InterAksyon.com
The online news portal of TV5
MANILA, Philippines -- The number of Filipino families who have gone hungry reached a new high in the first quarter of this year, the results of a new Social Weather Stations survey showed.
In the survey, conducted from March 10 to 13, 4.8 million families, or 23.8 percent of respondents, reported experiencing involuntary hunger at least once in the past three months, up from the 4.5 million families, or 22.5 percent, recorded in December 2011.
This was also the highest percentage of families who said they have gone hungry, surpassing the December 2008 peak of 23.7 percent.
An earlier SWS survey also found 11.1 million families rating themselves as poor in the first quarter of this year.
SWS measures hunger in terms of "involuntary suffering due to lack of anything to eat."
It categorizes those who have experienced hunger "only once" or "a few times" as “moderate” hunger. Severe hunger refers to those who have experienced hunger "often" or "always."

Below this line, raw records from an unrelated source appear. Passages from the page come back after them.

//! Pacing between destructive remote calls.
//!
//! Removal APIs are rate limited per call, so adapters ask a [`Pacer`] for a
//! permit before each one and report back once the call has finished. A
//! permit is granted at least one period after the previous call finished; the
//! first is granted immediately, which means nothing waits after the last call
//! of a batch.

use async_trait::async_trait;
use governor::{
    clock::DefaultClock,
    state::{InMemoryState, NotKeyed},
    Quota, RateLimiter,
};
use nonzero_ext::nonzero;
use std::num::NonZeroU32;
use std::sync::{Arc, Mutex};
use std::time::Duration;
use thiserror::Error;
use tokio::time::Instant;
use tokio_util::sync::CancellationToken;

/// Default spacing between removals.
pub const DEFAULT_DELAY: Duration = Duration::from_secs(1);

/// The cancellation token fired before a permit was granted.
#[derive(Debug, Clone, Copy, PartialEq, Eq, Error)]
#[error("pacing wait cancelled")]
pub struct Cancelled;

/// Gate in front of every mutating remote call.
#[async_trait]
pub trait Pacer: Send + Sync {
    /// Wait until the next call may be issued.
    ///
    /// Returns `Err(Cancelled)` without waiting further once `cancel` fires.
    async fn acquire(&self, cancel: &CancellationToken) -> Result<(), Cancelled>;

    /// The call made under the last permit has finished.
    fn completed(&self) {}
}

/// Spaces permits a fixed delay apart using the tokio timer.
///
/// Safe to share between adapters: each waiter reserves its own slot, so two
/// concurrent callers never receive the same one.
#[derive(Debug)]
pub struct FixedDelay {
    delay: Duration,
    /// Latest reserved permit or finished call, whichever is later.
    last: Mutex<Option<Instant>>,
}

impl FixedDelay {
    pub fn new(delay: Duration) -> Self {
        Self {
            delay,
            last: Mutex::new(None),
        }
    }

    pub fn delay(&self) -> Duration {
        self.delay
    }

    /// Claim the next free slot.
    fn reserve(&self) -> Instant {
        let mut last = self.last.lock().unwrap_or_else(|e| e.into_inner());
        let now = Instant::now();
        let slot = match *last {
            Some(at) => (at + self.delay).max(now),
            None => now,
        };
        *last = Some(slot);
        slot
    }
}

impl Default for FixedDelay {
    fn default() -> Self {
        Self::new(DEFAULT_DELAY)
    }
}

#[async_trait]
impl Pacer for FixedDelay {
    async fn acquire(&self, cancel: &CancellationToken) -> Result<(), Cancelled> {
        if cancel.is_cancelled() {
            return Err(Cancelled);
        }

        let slot = self.reserve();
        if slot > Instant::now() {
            tokio::select! {
                biased;
                _ = cancel.cancelled() => return Err(Cancelled),
                _ = tokio::time::sleep_until(slot) => {}
            }
        }

        Ok(())
    }

    fn completed(&self) {
        let mut last = self.last.lock().unwrap_or_else(|e| e.into_inner());
        let now = Instant::now();
        // A later slot may already be reserved by another waiter.
        if last.map_or(true, |at| at < now) {
            *last = Some(now);
        }
    }
}

type DirectRateLimiter = RateLimiter<NotKeyed, InMemoryState, DefaultClock>;

/// Pacer backed by a governor rate limiter.
///
/// Useful when several adapters talking to the same remote should share one
/// budget: clones share the limiter.
#[derive(Clone)]
pub struct GovernorPacer {
    limiter: Arc<DirectRateLimiter>,
}

impl GovernorPacer {
    /// Allow `calls_per_second` permits per second.
    pub fn per_second(calls_per_second: NonZeroU32) -> Self {
        Self::with_quota(Quota::per_second(calls_per_second))
    }

    /// One permit per `period`. Returns `None` for a zero period.
    pub fn with_period(period: Duration) -> Option<Self> {
        Quota::with_period(period).map(Self::with_quota)
    }

    pub fn with_quota(quota: Quota) -> Self {
        Self {
            limiter: Arc::new(RateLimiter::direct(quota)),
        }
    }
}

impl Default for GovernorPacer {
    fn default() -> Self {
        Self::per_second(nonzero!(1u32))
    }
}

#[async_trait]
impl Pacer for GovernorPacer {
    async fn acquire(&self, cancel: &CancellationToken) -> Result<(), Cancelled> {
        if cancel.is_cancelled() {
            return Err(Cancelled);
        }

        tokio::select! {
            biased;
            _ = cancel.cancelled() => Err(Cancelled),
            _ = self.limiter.until_ready() => Ok(()),
        }
    }
}

/// Grants every permit immediately.
#[derive(Debug, Clone, Copy, Default)]
pub struct Unpaced;

#[async_trait]
impl Pacer for Unpaced {
    async fn acquire(&self, cancel: &CancellationToken) -> Result<(), Cancelled> {
        if cancel.is_cancelled() {
            return Err(Cancelled);
        }
        Ok(())
    }
}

Moderate hunger saw a 0.3-point increase from 17.7 percent (3.6 million families) last December to 18 percent (3.7 million families) in March.
Severe hunger, on the other hand, increased by 1.1-point to a "record-high" 5.8 percent, or 1.2 million families. This was higher than December 2011's 4.7 percent or 955,000 families.
Across geographical areas, overall hunger increased everywhere except in the Visayas, which saw a decline of 14.7 points to just 10.3 percent, or almost 400,000 families. Moderate hunger and severe hunger also fell in the central Philippine region.
But families who suffered involuntary hunger rose to 26.7 percent in Mindanao, or 1.3 million. The percentage also rose 2.3 points in Metro Manila, representing 691,000 families.
Severe hunger rose by three points in Metro Manila and in Mindanao.
The SWS said it found claims about poverty in general, as well as being food-poor and being hungry were "internally consistent.”
Hunger was at 32.4 percent among the self-rated poor, more than twice than among those who said they were not poor.
Similarly, 37.3 percent of the self-rated food poor claimed to have experienced hunger in the first quarter, almost triple those who said they were not food-poor.
The latest SWS survey was conducted among 1,200 respondents nationwide using face-to-face interviews.